I firmly believe that whether you’re suffering clinical depression or are simply looking for an everyday way to keep yourself on an even keel, food can be at least part of the solution, writes Dr Rupy Aujla (pictured)
Mood disorders such as anxiety and depression are now among the most common causes of disability.
More people will be diagnosed with major depressive disorders in the next generation than ever before, so it’s not surprising I’m often asked: ‘What can I eat to help my mood?’ Many people rely on antidepressants and other psychiatric medications to treat mood disorders, but perhaps there is a more ‘natural’ route with food?
It’s not as simple as reversing the symptoms of depression or anxiety with a magic bullet, whether dietary or pharmaceutical. Mental health disorders are about more than just an imbalance of brain chemicals that can be fixed with drugs or a certain ingredient. What’s needed is a 360-degree approach to lifestyle, as well as psychotherapy and other forms of support.
The good news is that your diet can help. I firmly believe that whether you’re suffering clinical depression or are simply looking for an everyday way to keep yourself on an even keel, food can be at least part of the solution.
We already know that diets that contain fewer processed and high-sugar foods, and more colourful, largely plant-based ingredients, are linked to lower rates of mental health issues. But other research suggests omega-3 fatty acids can improve mental health when taken as a supplement, and that’s why I’m a big fan of recipes including nuts, seeds and extra-virgin olive oil.
Eating to improve and harness the power of your brain and mood means eating an abundance of foods with high nutrient density. There’s been a lot of research on the health of the gut and the bacteria it contains. This area of investigation is hugely relevant to your mood, because gut microbes are involved in creating hormones and neurotransmitters that can impact mental health. So eating to keep your gut healthy could also help keep your head healthy.
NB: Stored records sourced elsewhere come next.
//! Artifact manifest: SHA-256 digests binding the model directory contents.
//!
//! `manifest.json` lists every artifact file with its digest. When present,
//! each listed file must hash to its recorded value before anything is
//! deserialized. The bytes that are hashed are the bytes that get parsed.
//! Missing manifests are tolerated unless the caller requires one.

use std::collections::BTreeMap;
use std::fs;
use std::path::{Component, Path};

use serde::{Deserialize, Serialize};
use sha2::{Digest, Sha256};

use super::ArtifactError;

/// File name of the manifest inside a model directory.
pub const MANIFEST_FILE: &str = "manifest.json";

/// Only manifest format understood by this build.
pub const MANIFEST_VERSION: u32 = 1;

/// Allowed clock skew for `created_at` in the future (seconds).
const MAX_FUTURE_SKEW_SECS: i64 = 300;

#[derive(Debug, Clone, PartialEq, Serialize, Deserialize)]
pub struct ArtifactManifest {
    pub version: u32,
    #[serde(default)]
    pub created_at: Option<i64>,
    /// File name (relative to the model directory) -> lowercase SHA-256 hex
    pub files: BTreeMap<String, String>,
}

impl ArtifactManifest {
    /// Hash `files` inside `dir` into a new manifest.
    ///
    /// # Errors
    /// Returns error if any file cannot be read.
    pub fn for_files(dir: &Path, files: &[&str]) -> Result<Self, ArtifactError> {
        let mut map = BTreeMap::new();
        for rel in files {
            check_entry_name(rel)?;
            let path = dir.join(rel);
            let bytes = fs::read(&path).map_err(|source| ArtifactError::Io {
                path: path.clone(),
                source,
            })?;
            map.insert((*rel).to_string(), sha256_hex(&bytes));
        }
        Ok(Self {
            version: MANIFEST_VERSION,
            created_at: Some(chrono::Utc::now().timestamp()),
            files: map,
        })
    }

    /// Read `manifest.json` from `dir`, if one exists.
    ///
    /// # Errors
    /// Returns error if the file exists but cannot be read or parsed.
    pub fn load(dir: &Path) -> Result<Option<Self>, ArtifactError> {
        let path = dir.join(MANIFEST_FILE);
        if !path.exists() {
            return Ok(None);
        }
        let bytes = fs::read(&path).map_err(|source| ArtifactError::Io {
            path: path.clone(),
            source,
        })?;
        let manifest = serde_json::from_slice(&bytes)
            .map_err(|source| ArtifactError::Parse { path, source })?;
        Ok(Some(manifest))
    }

    /// Whether the manifest lists `file`.
    #[must_use]
    pub fn binds(&self, file: &str) -> bool {
        self.files.contains_key(file)
    }

    /// Check the manifest header and every listed digest.
    ///
    /// `artifacts` are the already-read `(file name, contents)` pairs the
    /// caller is about to parse; each must be bound and is hashed as given.
    /// Other listed files are read from `dir`.
    ///
    /// # Errors
    /// Returns error on unsupported version, a future timestamp, an entry
    /// naming a path outside `dir`, an artifact that is not bound, or any
    /// digest mismatch.
    pub fn verify(&self, dir: &Path, artifacts: &[(&str, &[u8])]) -> Result<(), ArtifactError> {
        if self.version != MANIFEST_VERSION {
            return Err(ArtifactError::UnsupportedVersion {
                what: MANIFEST_FILE,
                version: self.version,
            });
        }

        if let Some(created_at) = self.created_at {
            if created_at > chrono::Utc::now().timestamp() + MAX_FUTURE_SKEW_SECS {
                return Err(ArtifactError::Manifest(
                    "manifest created_at is in the future".into(),
                ));
            }
        }

        for rel in self.files.keys() {
            check_entry_name(rel)?;
        }

        if let Some((missing, _)) = artifacts.iter().find(|(f, _)| !self.binds(f)) {
            return Err(ArtifactError::Manifest(format!(
                "manifest does not bind required file {missing}"
            )));
        }

        for (rel, expected_hex) in &self.files {
            let digest = match artifacts.iter().find(|(f, _)| *f == rel.as_str()) {
                Some((_, bytes)) => sha256_hex(bytes),
                None => {
                    let path = dir.join(rel);
                    let bytes = fs::read(&path).map_err(|source| ArtifactError::Io {
                        path: path.clone(),
                        source,
                    })?;
                    sha256_hex(&bytes)
                }
            };
            if !constant_time_eq_str(&digest, &expected_hex.to_ascii_lowercase()) {
                return Err(ArtifactError::DigestMismatch { file: rel.clone() });
            }
        }

        tracing::info!("Verified {} artifact digests", self.files.len());
        Ok(())
    }
}

/// Verify already-read artifacts from `dir` against its manifest.
///
/// # Errors
/// Returns error if verification fails, or if no manifest exists and
/// `require_manifest` is set.
pub fn verify_model_dir(
    dir: &Path,
    artifacts: &[(&str, &[u8])],
    require_manifest: bool,
) -> Result<Option<ArtifactManifest>, ArtifactError> {
    match ArtifactManifest::load(dir)? {
        Some(manifest) => {
            manifest.verify(dir, artifacts)?;
            Ok(Some(manifest))
        }
        None if require_manifest => Err(ArtifactError::ManifestRequired(dir.join(MANIFEST_FILE))),
        None => {
            tracing::warn!("No {MANIFEST_FILE} in {:?}; artifact digests not checked", dir);
            Ok(None)
        }
    }
}

/// Manifest entries must be plain relative names inside the model directory.
fn check_entry_name(rel: &str) -> Result<(), ArtifactError> {
    let path = Path::new(rel);
    let plain = !rel.is_empty()
        && path
            .components()
            .all(|c| matches!(c, Component::Normal(_)));
    if plain {
        Ok(())
    } else {
        Err(ArtifactError::Manifest(format!(
            "entry {rel:?} is not a file inside the model directory"
        )))
    }
}

/// Lowercase hex SHA-256 of `bytes`.
#[must_use]
pub fn sha256_hex(bytes: &[u8]) -> String {
    Sha256::digest(bytes)
        .iter()
        .map(|b| format!("{b:02x}"))
        .collect()
}

fn constant_time_eq_str(a: &str, b: &str) -> bool {
    if a.len() != b.len() {
        return false;
    }
    let mut diff: u8 = 0;
    for (x, y) in a.as_bytes().iter().zip(b.as_bytes().iter()) {
        diff |= x ^ y;
    }
    diff == 0
}
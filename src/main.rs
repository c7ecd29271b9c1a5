//! HealthAI Predictor
//!
//! Main entry point for the terminal application.

use anyhow::Result;
use std::io::IsTerminal;
use tracing_subscriber::{layer::SubscriberExt, util::SubscriberInitExt, EnvFilter};

use healthai::adapters::sanitize::SanitizingMakeWriter;
use healthai::config::AppConfig;
use healthai::tui::App;

fn main() -> Result<()> {
    let config = AppConfig::from_env();

    // Logs written to the terminal would corrupt the TUI (alternate screen).
    // - interactive TTY: log to a file
    // - non-interactive: log to stdout
    let interactive = std::io::stdout().is_terminal();

    let (writer, _guard) = if config.log_mode.use_file(interactive) {
        if let Some(parent) = config.log_file.parent() {
            // Best-effort: a missing directory surfaces as the open error below.
            let _ = std::fs::create_dir_all(parent);
        }

        let file = std::fs::OpenOptions::new()
            .create(true)
            .append(true)
            .open(&config.log_file)?;
        tracing_appender::non_blocking(file)
    } else {
        tracing_appender::non_blocking(std::io::stdout())
    };

    tracing_subscriber::registry()
        .with(EnvFilter::try_from_default_env().unwrap_or_else(|_| EnvFilter::new("info")))
        .with(tracing_subscriber::fmt::layer().with_writer(
            SanitizingMakeWriter::with_limit(writer, config.sanitize_max_bytes),
        ))
        .init();

    tracing::info!("Starting HealthAI Predictor...");

    let mut app = App::new(&config)?;
    app.run()?;

    tracing::info!("HealthAI Predictor shutdown complete.");
    Ok(())
}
Follow the recipes here for delicious meals packed with the right ingredients.
Spinach and Sorrel Borscht
Sorrel is packed with nutrients and is particularly high in immune-system-boosting micronutrients including Vitamins A and C. It also has a delightful lemon flavour that goes well with the spinach in this soup. We’ve inherited incredibly varied culinary influences in the UK and I love to incorporate them into my food. Borscht is a typical Eastern European soup dish which I’ve given a vegetarian twist, but you can make this with chicken stock too. Perfect for when you need a boost or a comfort meal.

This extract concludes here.